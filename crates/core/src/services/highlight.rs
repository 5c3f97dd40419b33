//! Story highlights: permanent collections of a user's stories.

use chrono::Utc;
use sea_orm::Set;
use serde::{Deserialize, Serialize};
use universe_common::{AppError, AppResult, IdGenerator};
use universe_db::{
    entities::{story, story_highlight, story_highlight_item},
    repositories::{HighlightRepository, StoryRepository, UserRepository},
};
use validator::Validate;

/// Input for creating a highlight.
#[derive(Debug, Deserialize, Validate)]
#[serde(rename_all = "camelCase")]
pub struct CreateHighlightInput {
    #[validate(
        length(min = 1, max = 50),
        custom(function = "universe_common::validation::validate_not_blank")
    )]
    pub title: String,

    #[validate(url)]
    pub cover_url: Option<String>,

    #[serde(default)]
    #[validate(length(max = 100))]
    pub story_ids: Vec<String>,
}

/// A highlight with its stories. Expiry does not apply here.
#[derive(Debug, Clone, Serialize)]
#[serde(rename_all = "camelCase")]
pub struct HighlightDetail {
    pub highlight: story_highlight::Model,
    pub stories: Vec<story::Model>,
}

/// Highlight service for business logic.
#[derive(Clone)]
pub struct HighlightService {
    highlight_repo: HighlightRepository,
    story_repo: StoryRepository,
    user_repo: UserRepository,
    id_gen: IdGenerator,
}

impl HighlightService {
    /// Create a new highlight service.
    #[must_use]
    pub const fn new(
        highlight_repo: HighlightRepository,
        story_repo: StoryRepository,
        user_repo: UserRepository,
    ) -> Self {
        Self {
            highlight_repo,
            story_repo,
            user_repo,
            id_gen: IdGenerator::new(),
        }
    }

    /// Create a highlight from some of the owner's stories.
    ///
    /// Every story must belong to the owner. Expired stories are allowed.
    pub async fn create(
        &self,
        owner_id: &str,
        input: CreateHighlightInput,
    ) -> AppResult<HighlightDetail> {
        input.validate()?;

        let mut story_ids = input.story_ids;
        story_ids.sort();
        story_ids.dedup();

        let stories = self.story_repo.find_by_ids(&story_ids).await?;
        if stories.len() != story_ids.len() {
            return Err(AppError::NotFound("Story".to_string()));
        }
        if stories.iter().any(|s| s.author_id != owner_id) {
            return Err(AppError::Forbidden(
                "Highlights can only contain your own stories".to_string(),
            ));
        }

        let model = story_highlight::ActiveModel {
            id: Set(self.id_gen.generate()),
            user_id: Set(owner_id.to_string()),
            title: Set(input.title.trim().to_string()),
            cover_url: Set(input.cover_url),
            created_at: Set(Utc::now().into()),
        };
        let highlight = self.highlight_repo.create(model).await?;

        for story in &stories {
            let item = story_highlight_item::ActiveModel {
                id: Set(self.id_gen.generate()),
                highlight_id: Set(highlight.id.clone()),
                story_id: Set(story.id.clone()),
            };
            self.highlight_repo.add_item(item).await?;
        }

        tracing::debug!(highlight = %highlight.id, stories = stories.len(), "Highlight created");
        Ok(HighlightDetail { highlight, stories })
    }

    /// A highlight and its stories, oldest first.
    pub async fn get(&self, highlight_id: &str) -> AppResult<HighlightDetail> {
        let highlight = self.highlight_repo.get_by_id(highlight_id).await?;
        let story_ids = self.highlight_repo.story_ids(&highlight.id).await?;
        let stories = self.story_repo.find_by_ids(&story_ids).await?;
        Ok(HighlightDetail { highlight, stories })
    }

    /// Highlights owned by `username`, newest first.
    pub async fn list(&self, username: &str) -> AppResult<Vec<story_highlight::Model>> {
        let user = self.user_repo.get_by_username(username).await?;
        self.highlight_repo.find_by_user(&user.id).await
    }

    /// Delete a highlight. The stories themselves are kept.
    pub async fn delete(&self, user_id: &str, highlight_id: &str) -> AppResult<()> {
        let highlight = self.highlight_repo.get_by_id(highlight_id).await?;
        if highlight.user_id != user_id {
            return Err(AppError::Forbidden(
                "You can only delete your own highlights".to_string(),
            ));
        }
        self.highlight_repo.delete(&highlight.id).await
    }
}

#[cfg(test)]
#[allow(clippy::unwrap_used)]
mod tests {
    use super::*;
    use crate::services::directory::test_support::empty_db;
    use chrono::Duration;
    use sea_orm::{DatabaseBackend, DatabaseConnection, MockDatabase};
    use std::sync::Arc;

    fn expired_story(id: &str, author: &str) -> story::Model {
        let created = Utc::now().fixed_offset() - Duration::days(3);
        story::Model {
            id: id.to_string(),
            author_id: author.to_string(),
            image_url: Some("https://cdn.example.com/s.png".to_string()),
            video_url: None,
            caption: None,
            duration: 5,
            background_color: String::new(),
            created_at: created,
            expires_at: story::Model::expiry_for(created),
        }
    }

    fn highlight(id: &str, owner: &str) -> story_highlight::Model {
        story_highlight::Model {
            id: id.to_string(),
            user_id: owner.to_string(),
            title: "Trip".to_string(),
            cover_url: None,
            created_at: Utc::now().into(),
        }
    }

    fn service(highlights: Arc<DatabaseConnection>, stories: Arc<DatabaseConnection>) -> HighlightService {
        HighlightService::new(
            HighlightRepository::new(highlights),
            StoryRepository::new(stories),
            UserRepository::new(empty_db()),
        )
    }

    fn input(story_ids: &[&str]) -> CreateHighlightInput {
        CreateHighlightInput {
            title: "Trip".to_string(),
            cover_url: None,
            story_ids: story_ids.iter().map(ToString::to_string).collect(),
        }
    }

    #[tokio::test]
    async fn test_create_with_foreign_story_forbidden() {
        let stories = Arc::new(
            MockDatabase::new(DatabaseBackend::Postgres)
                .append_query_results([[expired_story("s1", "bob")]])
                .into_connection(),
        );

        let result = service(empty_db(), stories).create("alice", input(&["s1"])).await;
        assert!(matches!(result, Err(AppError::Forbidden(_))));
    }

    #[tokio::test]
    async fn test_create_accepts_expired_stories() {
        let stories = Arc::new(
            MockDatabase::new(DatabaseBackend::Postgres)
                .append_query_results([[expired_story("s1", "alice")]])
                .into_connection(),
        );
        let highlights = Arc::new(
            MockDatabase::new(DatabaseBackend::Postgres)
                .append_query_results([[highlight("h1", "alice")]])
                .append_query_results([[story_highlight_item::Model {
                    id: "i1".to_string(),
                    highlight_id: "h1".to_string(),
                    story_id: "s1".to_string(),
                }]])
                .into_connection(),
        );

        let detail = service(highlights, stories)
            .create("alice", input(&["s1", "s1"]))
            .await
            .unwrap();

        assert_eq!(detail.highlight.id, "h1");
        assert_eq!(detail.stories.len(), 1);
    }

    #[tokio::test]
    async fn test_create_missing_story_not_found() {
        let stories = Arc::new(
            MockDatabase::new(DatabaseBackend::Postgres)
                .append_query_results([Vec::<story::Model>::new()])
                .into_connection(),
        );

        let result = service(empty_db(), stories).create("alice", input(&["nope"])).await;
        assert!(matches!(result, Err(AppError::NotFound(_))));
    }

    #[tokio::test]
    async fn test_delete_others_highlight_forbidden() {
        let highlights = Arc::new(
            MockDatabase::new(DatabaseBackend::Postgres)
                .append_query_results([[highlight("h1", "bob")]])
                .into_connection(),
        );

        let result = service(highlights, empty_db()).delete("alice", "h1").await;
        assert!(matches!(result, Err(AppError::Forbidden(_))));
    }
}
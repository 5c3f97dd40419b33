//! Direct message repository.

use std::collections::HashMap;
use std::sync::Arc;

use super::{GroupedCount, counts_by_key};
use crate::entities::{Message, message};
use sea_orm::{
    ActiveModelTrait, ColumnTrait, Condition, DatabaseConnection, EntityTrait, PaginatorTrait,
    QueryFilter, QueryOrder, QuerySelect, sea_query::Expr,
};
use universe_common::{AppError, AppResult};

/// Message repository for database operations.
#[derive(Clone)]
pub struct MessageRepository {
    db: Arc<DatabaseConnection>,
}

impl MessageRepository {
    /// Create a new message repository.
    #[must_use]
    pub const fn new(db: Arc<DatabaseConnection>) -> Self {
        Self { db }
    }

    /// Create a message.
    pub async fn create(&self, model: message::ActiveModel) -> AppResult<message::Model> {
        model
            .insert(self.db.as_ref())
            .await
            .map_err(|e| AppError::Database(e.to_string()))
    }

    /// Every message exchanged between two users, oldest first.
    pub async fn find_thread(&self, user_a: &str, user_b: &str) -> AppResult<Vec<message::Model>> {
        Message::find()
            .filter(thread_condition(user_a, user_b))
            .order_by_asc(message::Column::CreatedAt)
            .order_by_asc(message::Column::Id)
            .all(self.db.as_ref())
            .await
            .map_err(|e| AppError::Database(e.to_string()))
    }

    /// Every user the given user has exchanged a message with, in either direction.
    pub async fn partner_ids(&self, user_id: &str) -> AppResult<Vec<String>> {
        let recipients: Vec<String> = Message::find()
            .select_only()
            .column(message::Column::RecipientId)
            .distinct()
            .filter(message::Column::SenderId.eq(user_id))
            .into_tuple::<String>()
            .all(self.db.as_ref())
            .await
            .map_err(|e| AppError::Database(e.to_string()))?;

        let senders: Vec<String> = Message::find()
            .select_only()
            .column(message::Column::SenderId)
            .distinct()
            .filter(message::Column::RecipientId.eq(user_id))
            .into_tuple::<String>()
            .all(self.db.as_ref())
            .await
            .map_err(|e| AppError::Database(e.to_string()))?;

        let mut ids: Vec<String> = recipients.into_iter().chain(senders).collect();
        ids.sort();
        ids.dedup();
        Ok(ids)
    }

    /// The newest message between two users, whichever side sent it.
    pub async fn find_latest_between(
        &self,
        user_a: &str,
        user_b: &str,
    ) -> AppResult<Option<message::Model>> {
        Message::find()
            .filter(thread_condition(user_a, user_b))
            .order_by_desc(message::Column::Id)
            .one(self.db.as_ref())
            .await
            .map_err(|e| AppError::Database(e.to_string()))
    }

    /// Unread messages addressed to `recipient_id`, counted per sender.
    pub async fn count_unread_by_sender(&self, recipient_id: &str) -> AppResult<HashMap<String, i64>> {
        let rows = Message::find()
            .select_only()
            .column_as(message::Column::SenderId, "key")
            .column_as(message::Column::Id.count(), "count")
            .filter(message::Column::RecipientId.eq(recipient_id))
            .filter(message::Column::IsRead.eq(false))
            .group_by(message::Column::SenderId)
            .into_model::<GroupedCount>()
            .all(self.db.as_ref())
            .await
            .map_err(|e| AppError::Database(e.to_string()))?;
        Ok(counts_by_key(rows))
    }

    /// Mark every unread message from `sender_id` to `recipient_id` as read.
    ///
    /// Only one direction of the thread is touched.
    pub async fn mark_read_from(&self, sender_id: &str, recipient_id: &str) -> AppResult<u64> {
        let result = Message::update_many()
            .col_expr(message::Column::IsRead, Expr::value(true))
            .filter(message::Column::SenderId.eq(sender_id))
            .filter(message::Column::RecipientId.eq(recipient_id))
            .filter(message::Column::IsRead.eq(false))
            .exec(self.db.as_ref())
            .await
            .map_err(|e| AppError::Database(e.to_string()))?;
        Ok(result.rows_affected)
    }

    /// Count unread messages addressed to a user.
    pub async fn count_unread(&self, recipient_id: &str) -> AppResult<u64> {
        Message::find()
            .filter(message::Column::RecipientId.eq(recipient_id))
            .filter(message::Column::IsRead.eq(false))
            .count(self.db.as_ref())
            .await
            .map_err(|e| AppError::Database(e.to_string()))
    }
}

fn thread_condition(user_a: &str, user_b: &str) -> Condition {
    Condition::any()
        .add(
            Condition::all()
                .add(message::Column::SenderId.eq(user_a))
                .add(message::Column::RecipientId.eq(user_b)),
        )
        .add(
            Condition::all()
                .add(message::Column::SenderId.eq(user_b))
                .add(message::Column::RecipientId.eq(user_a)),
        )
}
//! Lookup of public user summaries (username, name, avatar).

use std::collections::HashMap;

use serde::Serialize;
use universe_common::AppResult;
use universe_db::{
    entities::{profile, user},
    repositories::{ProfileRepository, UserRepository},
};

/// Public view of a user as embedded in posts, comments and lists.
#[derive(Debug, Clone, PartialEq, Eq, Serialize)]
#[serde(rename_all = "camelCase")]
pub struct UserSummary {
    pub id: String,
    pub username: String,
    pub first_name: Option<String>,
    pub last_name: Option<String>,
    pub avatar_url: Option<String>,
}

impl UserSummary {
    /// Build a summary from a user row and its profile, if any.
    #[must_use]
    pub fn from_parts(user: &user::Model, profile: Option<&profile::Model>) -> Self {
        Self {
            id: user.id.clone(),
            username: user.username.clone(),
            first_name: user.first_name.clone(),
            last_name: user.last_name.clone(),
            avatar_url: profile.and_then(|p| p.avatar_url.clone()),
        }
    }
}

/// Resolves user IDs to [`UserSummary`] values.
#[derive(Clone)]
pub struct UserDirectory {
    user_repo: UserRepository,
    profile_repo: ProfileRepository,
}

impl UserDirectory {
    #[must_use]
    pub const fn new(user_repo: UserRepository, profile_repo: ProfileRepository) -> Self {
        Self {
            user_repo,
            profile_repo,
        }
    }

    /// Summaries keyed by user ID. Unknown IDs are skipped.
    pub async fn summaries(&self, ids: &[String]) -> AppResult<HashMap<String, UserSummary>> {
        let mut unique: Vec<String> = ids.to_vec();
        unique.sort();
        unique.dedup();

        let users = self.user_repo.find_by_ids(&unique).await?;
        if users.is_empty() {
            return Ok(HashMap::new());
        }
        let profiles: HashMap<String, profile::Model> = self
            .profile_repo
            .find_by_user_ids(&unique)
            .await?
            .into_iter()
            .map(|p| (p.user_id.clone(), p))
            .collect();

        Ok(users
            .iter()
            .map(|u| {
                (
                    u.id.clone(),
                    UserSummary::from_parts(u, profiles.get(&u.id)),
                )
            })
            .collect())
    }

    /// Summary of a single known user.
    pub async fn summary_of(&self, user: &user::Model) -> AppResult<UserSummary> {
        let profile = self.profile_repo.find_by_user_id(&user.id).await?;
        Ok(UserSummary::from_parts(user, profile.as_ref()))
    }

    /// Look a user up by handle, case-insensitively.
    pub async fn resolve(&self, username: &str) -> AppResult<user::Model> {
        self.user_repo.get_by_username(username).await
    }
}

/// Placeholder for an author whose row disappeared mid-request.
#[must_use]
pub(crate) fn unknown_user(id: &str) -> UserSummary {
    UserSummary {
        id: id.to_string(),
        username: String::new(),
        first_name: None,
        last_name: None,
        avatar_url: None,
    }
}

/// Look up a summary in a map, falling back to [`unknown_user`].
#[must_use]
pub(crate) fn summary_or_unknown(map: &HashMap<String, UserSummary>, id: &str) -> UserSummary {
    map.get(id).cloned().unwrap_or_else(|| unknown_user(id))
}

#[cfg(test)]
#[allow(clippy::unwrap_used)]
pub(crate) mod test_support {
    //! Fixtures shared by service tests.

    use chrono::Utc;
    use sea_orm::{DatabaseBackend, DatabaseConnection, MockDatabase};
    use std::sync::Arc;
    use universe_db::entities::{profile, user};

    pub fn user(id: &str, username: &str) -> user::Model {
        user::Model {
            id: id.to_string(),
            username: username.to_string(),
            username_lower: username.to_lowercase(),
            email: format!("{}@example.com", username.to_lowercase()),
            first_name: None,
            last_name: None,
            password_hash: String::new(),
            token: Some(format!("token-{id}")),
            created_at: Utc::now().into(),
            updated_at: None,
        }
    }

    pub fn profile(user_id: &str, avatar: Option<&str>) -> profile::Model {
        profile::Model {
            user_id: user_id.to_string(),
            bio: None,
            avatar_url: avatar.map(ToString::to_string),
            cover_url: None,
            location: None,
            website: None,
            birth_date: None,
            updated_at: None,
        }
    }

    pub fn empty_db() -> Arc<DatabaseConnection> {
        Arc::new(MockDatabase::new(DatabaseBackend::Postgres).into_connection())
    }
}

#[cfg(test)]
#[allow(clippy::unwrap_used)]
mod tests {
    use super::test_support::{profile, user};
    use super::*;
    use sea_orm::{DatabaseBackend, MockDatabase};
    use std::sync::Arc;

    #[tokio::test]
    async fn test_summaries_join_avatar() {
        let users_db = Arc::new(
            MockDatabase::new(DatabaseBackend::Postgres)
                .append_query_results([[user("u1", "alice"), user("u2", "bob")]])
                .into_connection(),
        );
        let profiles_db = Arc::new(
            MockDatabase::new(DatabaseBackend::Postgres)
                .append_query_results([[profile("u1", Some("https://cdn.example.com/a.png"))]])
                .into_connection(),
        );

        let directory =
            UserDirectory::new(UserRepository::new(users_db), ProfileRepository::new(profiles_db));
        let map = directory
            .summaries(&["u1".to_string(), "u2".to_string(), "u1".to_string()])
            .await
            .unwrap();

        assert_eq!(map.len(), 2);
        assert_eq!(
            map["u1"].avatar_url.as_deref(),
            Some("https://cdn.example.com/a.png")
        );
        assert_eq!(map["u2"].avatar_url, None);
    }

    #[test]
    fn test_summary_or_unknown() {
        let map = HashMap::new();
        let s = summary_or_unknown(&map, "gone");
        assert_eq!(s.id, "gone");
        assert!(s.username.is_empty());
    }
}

════════

## Problem to work on
Return the lines of the listing above exactly as they appear, starting with the first and stopping after the line that holds "#[validate(length(max = 100))]".

## Answer for this exercise
filename crates/core/src/services/highlight.rs
repository 5c3f97dd40419b33
//! Story highlights: permanent collections of a user's stories.

use chrono::Utc;
use sea_orm::Set;
use serde::{Deserialize, Serialize};
use universe_common::{AppError, AppResult, IdGenerator};
use universe_db::{
    entities::{story, story_highlight, story_highlight_item},
    repositories::{HighlightRepository, StoryRepository, UserRepository},
};
use validator::Validate;

/// Input for creating a highlight.
#[derive(Debug, Deserialize, Validate)]
#[serde(rename_all = "camelCase")]
pub struct CreateHighlightInput {
    #[validate(
        length(min = 1, max = 50),
        custom(function = "universe_common::validation::validate_not_blank")
    )]
    pub title: String,

    #[validate(url)]
    pub cover_url: Option<String>,

    #[serde(default)]
    #[validate(length(max = 100))]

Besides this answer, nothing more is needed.